Jeffrey Modell Foundation, New York, NY, United States.
Invitae, San Francisco, CA, United States.
Front Immunol. 2022 Jun 10;13:906540. doi: 10.3389/fimmu.2022.906540. eCollection 2022.
Genetic disorders that impair the immune system, known as Primary Immunodeficiencies (PI), include over 450 single-gene inborn errors of immunity. Timely and appropriate diagnosis and treatment is vital to quality of life (QOL) and sometimes survival, as patients are susceptible to frequent, persistent, severe, and sometimes life-threatening infections or autoimmunity. Suspected PI patients that do not have a genetic diagnosis often endure a prolonged, onerous, inefficient, and expensive experience, known as a diagnostic odyssey. The resulting diagnostic delay prohibits proper disease management and treatment, causing unnecessary distress and diminished QOL. Next-generation sequencing (NGS) offers relief from the distress of the diagnostic odyssey, but because of cost and barriers to access, it is regularly unobtainable. The Jeffrey Modell Foundation (JMF) introduced "Jeffrey's Insights", a no-charge genetic sequencing pilot program, in January 2019 for patients within the Jeffrey Modell Centers Network (JMCN) with an underlying PI, but no genetic diagnosis. Building on the success of the pilot program, JMF expanded it globally to more than 400 Centers in the JMCN in early 2020. The most current version of Invitae's PI Panel available was used for this program. All participating clinicians were invited to complete a brief questionnaire assessing prior impediments to access and post-sequencing alterations in disease management and treatment. A total of 1,398 patients were tested, with 20.3% receiving a molecular diagnosis and many more receiving helpful diagnostic leads. Results obtained from genetic sequencing led to an alteration of clinical diagnosis, disease management, treatment, and genetic counseling in 39%, 38%, 35%, and 53% of patients, respectively. The global expansion of this program further underscores the crucial need for NGS for PI, along with its efficiency and potential cost savings. The results of this program to date further define rationale for the availability of comprehensive diagnostic NGS for patients with PI when requisitioned by an expert immunologist.

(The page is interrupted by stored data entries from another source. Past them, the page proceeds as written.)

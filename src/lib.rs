//! bespokeflow-rust
//!
//! Proceso coordinador de ajustes bespoke de campos de fuerza:
//! - `config`: configuración desde el entorno.
//! - `logging`: subscriber de `tracing` para los binarios.
//! - `app`: cableado de almacén, workers, gateway y poller.
//!
//! La lógica vive en los crates `bespoke-*`; este crate sólo los une.

pub mod app;
pub mod config;
pub mod errors;
pub mod logging;

pub use app::App;
pub use config::{AppConfig, GatewayConfig, WorkerConfig};
pub use errors::{AppError, ConfigError};
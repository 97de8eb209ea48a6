//! Digest SHA-512 en hexadecimal.

use serde_json::Value;
use sha2::{Digest, Sha512};

use super::to_canonical_json;

pub fn hash_str(input: &str) -> String {
    let digest = Sha512::digest(input.as_bytes());
    digest.iter().map(|b| format!("{b:02x}")).collect()
}

/// Fingerprint de un valor: SHA-512 de su forma canónica.
pub fn fingerprint(value: &Value) -> String {
    hash_str(&to_canonical_json(value))
}
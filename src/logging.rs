//! Inicialización de logging para los binarios.
//! Las librerías emiten por la fachada `log`; el subscriber la reenvía.
use tracing_subscriber::EnvFilter;

/// Instala el subscriber global (`RUST_LOG`, por defecto `default_filter`).
/// Llamadas repetidas no tienen efecto.
pub fn init(default_filter: &str) {
    let filter = EnvFilter::try_from_default_env().unwrap_or_else(|_| EnvFilter::new(default_filter));
    let _ = tracing_subscriber::fmt().with_env_filter(filter).with_target(true).try_init();
}
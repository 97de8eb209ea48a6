use axum::extract::{Path, RawQuery};
use axum::http::StatusCode;
use axum::routing::{get, post};
use axum::{Json, Router};
use bespoke_adapters::{CoordinatorClient, HttpWorkerClient};
use bespoke_core::{Status, TransportError, WorkerClient, WorkerFamily};
use serde_json::{json, Value};

async fn serve(app: Router) -> String {
    let listener = tokio::net::TcpListener::bind("127.0.0.1:0").await.unwrap();
    let addr = listener.local_addr().unwrap();
    tokio::spawn(async move {
        axum::serve(listener, app).await.unwrap();
    });
    format!("http://{addr}")
}

fn worker_app() -> Router {
    Router::new().route("/api/v1/:family",
                        post(|Path(family): Path<String>, Json(body): Json<Value>| async move {
                            if body.get("smiles").is_none() {
                                return Err((StatusCode::UNPROCESSABLE_ENTITY, "missing smiles".to_string()));
                            }
                            Ok(Json(json!({"id": format!("{family}-1"), "type": "fragmentation"})))
                        }).get(|RawQuery(q): RawQuery| async move {
                              let q = q.unwrap_or_default();
                              let ids: Vec<Value> = q.split('&')
                                                     .filter_map(|p| p.strip_prefix("ids="))
                                                     .map(|id| json!({"id": id, "type": "hessian", "status": "waiting"}))
                                                     .collect();
                              Json(Value::Array(ids))
                          }))
                 .route("/api/v1/:family/:id",
                        get(|Path((_family, id)): Path<(String, String)>| async move {
                            if id == "broken" {
                                return Err((StatusCode::BAD_GATEWAY, "upstream down".to_string()));
                            }
                            Ok(Json(json!({"id": id, "type": "fragmentation", "status": "success", "result": {"ok": true}})))
                        }))
}

#[tokio::test]
async fn worker_client_speaks_the_job_protocol() {
    let base = serve(worker_app()).await;
    let client = HttpWorkerClient::new(&base, "/api/v1").unwrap();

    let handle = client.submit(WorkerFamily::Fragmentations, &json!({"smiles": "CCO"})).await.unwrap();
    assert_eq!(handle.id, "fragmentations-1");

    let report = client.report(WorkerFamily::Fragmentations, "abc").await.unwrap();
    assert_eq!(report.status, Status::Success);
    assert_eq!(report.result, Some(json!({"ok": true})));

    let many = client.report_many(WorkerFamily::QcCalcs, &["a".into(), "b".into()]).await.unwrap();
    let ids: Vec<_> = many.iter().map(|r| r.id.as_str()).collect();
    assert_eq!(ids, vec!["a", "b"]);
}

#[tokio::test]
async fn non_success_responses_keep_status_and_body() {
    let base = serve(worker_app()).await;
    let client = HttpWorkerClient::new(&base, "api/v1").unwrap();

    let err = client.submit(WorkerFamily::Fragmentations, &json!({})).await.unwrap_err();
    assert_eq!(err, TransportError::Status { status: 422, body: "missing smiles".into() });
    assert!(!err.is_transient());

    let err = client.report(WorkerFamily::Fragmentations, "broken").await.unwrap_err();
    assert!(err.is_transient());
    assert!(err.to_string().contains("upstream down"));
}

#[tokio::test]
async fn unreachable_service_is_a_transient_connection_error() {
    // puerto reservado y liberado: nadie escucha
    let listener = std::net::TcpListener::bind("127.0.0.1:0").unwrap();
    let addr = listener.local_addr().unwrap();
    drop(listener);

    let client = HttpWorkerClient::new(&format!("http://{addr}"), "/api/v1").unwrap();
    let err = client.report(WorkerFamily::QcCalcs, "x").await.unwrap_err();
    assert!(matches!(err, TransportError::Connection(_)));
    assert!(err.is_transient());
}

#[tokio::test]
async fn coordinator_client_submits_and_lists() {
    let app = Router::new().route("/api/v1/optimizations",
                                  post(|Json(body): Json<Value>| async move {
                                      assert!(body.get("input_schema").is_some());
                                      (StatusCode::CREATED, Json(json!({"id": "1", "self": "/api/v1/optimizations/1"})))
                                  }).get(|RawQuery(q): RawQuery| async move {
                                        let q = q.unwrap_or_default();
                                        assert!(q.contains("status=errored"));
                                        Json(json!([{"id": "1", "self": "/api/v1/optimizations/1", "status": "errored"}]))
                                    }));
    let base = serve(app).await;
    let client = CoordinatorClient::new(&base, "/api/v1").unwrap();

    let created = client.submit(json!({"smiles": "CCO"})).await.unwrap();
    assert_eq!(created.id, "1");
    assert_eq!(created.self_link, "/api/v1/optimizations/1");

    let listed = client.list(Some(Status::Errored), 0, 10).await.unwrap();
    assert_eq!(listed.len(), 1);
    assert_eq!(listed[0].status, Status::Errored);
}
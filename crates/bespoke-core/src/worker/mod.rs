//! Plano worker: cola de jobs en el almacén, servicio por familia y el
//! seam `WorkerClient` que usan los stages.
mod client;
mod queue;
mod service;

pub use client::{LocalWorkerClient, WorkerClient};
pub use queue::{JobQueue, JobRecord};
pub use service::{WorkerService, WorkerServices};
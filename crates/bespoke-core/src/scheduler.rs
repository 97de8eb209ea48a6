//! Avance de una tarea: como mucho una transición de stage por tick.
use log::{debug, info};

use crate::stage::StageContext;
use crate::status::Status;
use crate::task::Task;

/// Qué hacer justo después de `enter` en el mismo tick.
#[derive(Debug, Clone, Copy, PartialEq, Eq, Default)]
pub enum EnterPolicy {
    /// Consultar el job una vez antes de devolver el tick. Un stage que se
    /// resuelve de inmediato (caché, worker síncrono) termina en el mismo
    /// tick.
    #[default]
    PollImmediately,
    /// Dejar la primera consulta para el siguiente tick.
    DeferToNextTick,
}

#[derive(Debug, Clone, PartialEq, Eq)]
pub enum CycleOutcome {
    /// La tarea ya era terminal; no cambió nada.
    Terminal,
    Entered { stage: &'static str, status: Status },
    Updated { stage: &'static str, status: Status },
}

#[derive(Debug, Clone, Copy, Default)]
pub struct CycleScheduler {
    policy: EnterPolicy,
}

impl CycleScheduler {
    pub fn new(policy: EnterPolicy) -> Self {
        Self { policy }
    }

    /// Un tick sobre `task`. No bloquea esperando cómputo: cada llamada al
    /// worker es un envío o una consulta.
    pub async fn tick(&self, task: &mut Task, ctx: &StageContext<'_>) -> CycleOutcome {
        if task.is_terminal() {
            return CycleOutcome::Terminal;
        }

        let outcome = match task.running.take() {
            None => {
                let Some(mut stage) = task.pending.pop_front() else {
                    return CycleOutcome::Terminal;
                };
                stage.enter(task, ctx).await;
                if self.policy == EnterPolicy::PollImmediately {
                    stage.update(ctx).await;
                }
                let outcome = CycleOutcome::Entered { stage: stage.kind(),
                                                      status: stage.status() };
                place(task, stage);
                outcome
            }
            Some(mut stage) => {
                stage.update(ctx).await;
                let outcome = CycleOutcome::Updated { stage: stage.kind(),
                                                      status: stage.status() };
                place(task, stage);
                outcome
            }
        };
        task.touch();
        debug!("tick task_id={} outcome={:?} task_status={}", task.id, outcome, task.status());
        if task.is_terminal() {
            info!("task finished task_id={} status={}", task.id, task.status());
        }
        outcome
    }
}

fn place(task: &mut Task, stage: crate::stage::Stage) {
    if stage.status().is_terminal() {
        task.completed.push(stage);
    } else {
        task.running = Some(stage);
    }
}
//! Errores del core.
//!
//! Dentro de un stage ningún error cruza como `Err`: se convierte en
//! `status = errored` + mensaje. `StoreError` sí se propaga hacia repositorio,
//! poller y gateway.

use bespoke_domain::DomainError;
use thiserror::Error;

/// Fallo del almacén clave-valor compartido.
#[derive(Debug, Error, Clone, PartialEq, Eq)]
pub enum StoreError {
    #[error("store backend error: {0}")]
    Backend(String),
    #[error("store codec error: {0}")]
    Codec(String),
}

impl From<serde_json::Error> for StoreError {
    fn from(e: serde_json::Error) -> Self {
        StoreError::Codec(e.to_string())
    }
}

/// Fallo al hablar con un servicio worker.
#[derive(Debug, Error, Clone, PartialEq, Eq)]
pub enum TransportError {
    #[error("connection to worker service failed: {0}")]
    Connection(String),
    #[error("worker service responded {status}: {body}")]
    Status { status: u16, body: String },
    #[error("malformed worker response: {0}")]
    Decode(String),
}

impl TransportError {
    /// Sin respuesta o 5xx: puede resolverse reintentando.
    pub fn is_transient(&self) -> bool {
        match self {
            TransportError::Connection(_) => true,
            TransportError::Status { status, .. } => *status >= 500,
            TransportError::Decode(_) => false,
        }
    }
}

#[derive(Debug, Error, Clone, PartialEq, Eq)]
pub enum CoreError {
    #[error("task {0} not found")]
    TaskNotFound(u64),
    #[error("job {0} not found")]
    JobNotFound(String),
    #[error("job {0} has no recorded type")]
    UnknownJobType(String),
    #[error("invalid request: {0}")]
    InvalidRequest(String),
    #[error(transparent)]
    Domain(#[from] DomainError),
    #[error(transparent)]
    Store(#[from] StoreError),
    #[error("serialization failed: {0}")]
    Serialization(String),
}

impl From<serde_json::Error> for CoreError {
    fn from(e: serde_json::Error) -> Self {
        CoreError::Serialization(e.to_string())
    }
}

impl CoreError {
    /// Código HTTP equivalente (gateway y cliente local comparten criterio).
    pub fn status_code(&self) -> u16 {
        match self {
            CoreError::TaskNotFound(_) | CoreError::JobNotFound(_) => 404,
            CoreError::InvalidRequest(_) | CoreError::Domain(_) | CoreError::Serialization(_) => 422,
            CoreError::UnknownJobType(_) | CoreError::Store(_) => 500,
        }
    }
}
use axum::extract::{Path, Query, State};
use axum::http::StatusCode;
use axum::routing::get;
use axum::{Json, Router};
use bespoke_core::wire::{SubmitRequest, SubmitResponse, TaskLink, TaskView};
use bespoke_core::Status;
use bespoke_domain::BespokeOptimizationSchema;
use log::info;
use serde::Deserialize;
use tower_http::trace::TraceLayer;

use super::{blocking, mount};
use crate::error::ApiError;
use crate::state::CoordinatorState;

const DEFAULT_PAGE_SIZE: usize = 100;

pub fn coordinator_router(state: CoordinatorState) -> Router {
    let prefix = state.prefix.clone();
    let api = Router::new().route("/optimizations", get(list_optimizations).post(create_optimization))
                           .route("/optimizations/:id", get(get_optimization))
                           .with_state(state);
    mount(&prefix, api).route("/healthz", get(|| async { "ok" }))
                       .layer(TraceLayer::new_for_http())
}

fn self_link(prefix: &str, id: u64) -> String {
    format!("{}/optimizations/{}", prefix.trim_end_matches('/'), id)
}

async fn create_optimization(State(state): State<CoordinatorState>,
                             Json(request): Json<SubmitRequest>)
                             -> Result<(StatusCode, Json<SubmitResponse>), ApiError> {
    let input: BespokeOptimizationSchema =
        serde_json::from_value(request.input_schema).map_err(|e| ApiError::Unprocessable(format!("invalid input schema: {e}")))?;
    let repo = state.repo.clone();
    let task = blocking(move || repo.create(input).map_err(ApiError::from)).await?;
    info!("optimization submitted task_id={}", task.id);
    Ok((StatusCode::CREATED,
        Json(SubmitResponse { id: task.id.to_string(),
                              self_link: self_link(&state.prefix, task.id) })))
}

async fn get_optimization(State(state): State<CoordinatorState>, Path(id): Path<String>) -> Result<Json<TaskView>, ApiError> {
    let id: u64 = id.parse().map_err(|_| ApiError::NotFound(format!("task {id} not found")))?;
    let repo = state.repo.clone();
    let task = blocking(move || repo.load(id).map_err(ApiError::from)).await?;
    Ok(Json(task.view(self_link(&state.prefix, task.id))))
}

#[derive(Debug, Deserialize)]
struct ListParams {
    #[serde(default)]
    skip: usize,
    limit: Option<usize>,
    status: Option<String>,
}

async fn list_optimizations(State(state): State<CoordinatorState>,
                            Query(params): Query<ListParams>)
                            -> Result<Json<Vec<TaskLink>>, ApiError> {
    let status = match params.status.as_deref() {
        Some(raw) => Some(Status::parse(raw).ok_or_else(|| ApiError::BadRequest(format!("unknown status '{raw}'")))?),
        None => None,
    };
    let limit = params.limit.unwrap_or(DEFAULT_PAGE_SIZE);
    let repo = state.repo.clone();
    let tasks = blocking(move || repo.list(status, params.skip, limit).map_err(ApiError::from)).await?;
    Ok(Json(tasks.iter()
                 .map(|t| TaskLink { id: t.id.to_string(),
                                     self_link: self_link(&state.prefix, t.id),
                                     status: t.status() })
                 .collect()))
}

遗传障碍会损害免疫系统,被称为原发性免疫缺陷(PI),包括超过 450 种单基因先天性免疫缺陷。及时和适当的诊断和治疗对生活质量(QOL)至关重要,有时甚至对生存至关重要,因为患者容易频繁、持续、严重,有时甚至危及生命的感染或自身免疫。没有遗传诊断的疑似 PI 患者通常会经历漫长、繁重、低效和昂贵的经历,即诊断之旅。由此产生的诊断延迟会妨碍适当的疾病管理和治疗,导致不必要的痛苦和生活质量下降。下一代测序(NGS)为诊断之旅的痛苦提供了缓解,但由于成本和获取障碍,它通常无法获得。杰弗里·莫德尔基金会(JMF)于 2019 年 1 月推出了“杰弗里洞察”,这是一项免费的基因测序试点计划,面向杰弗里·莫德尔中心网络(JMCN)内患有潜在 PI 但没有遗传诊断的患者。该试点计划取得成功后,JMF 于 2020 年初将其扩展到全球超过 400 个 JMCN 中心。该计划使用的是 Invitae 最新版本的 PI 面板。共有 1398 名患者接受了测试,其中 20.3%的患者获得了分子诊断,更多的患者获得了有帮助的诊断线索。基因测序结果导致 39%、38%、35%和 53%的患者临床诊断、疾病管理、治疗和遗传咨询发生改变。该计划在全球范围内的扩展进一步强调了 PI 进行 NGS 的迫切需要,以及它的效率和潜在的节省成本。该计划迄今为止的结果进一步明确了在专家免疫学家要求时为 PI 患者提供全面诊断 NGS 的合理性。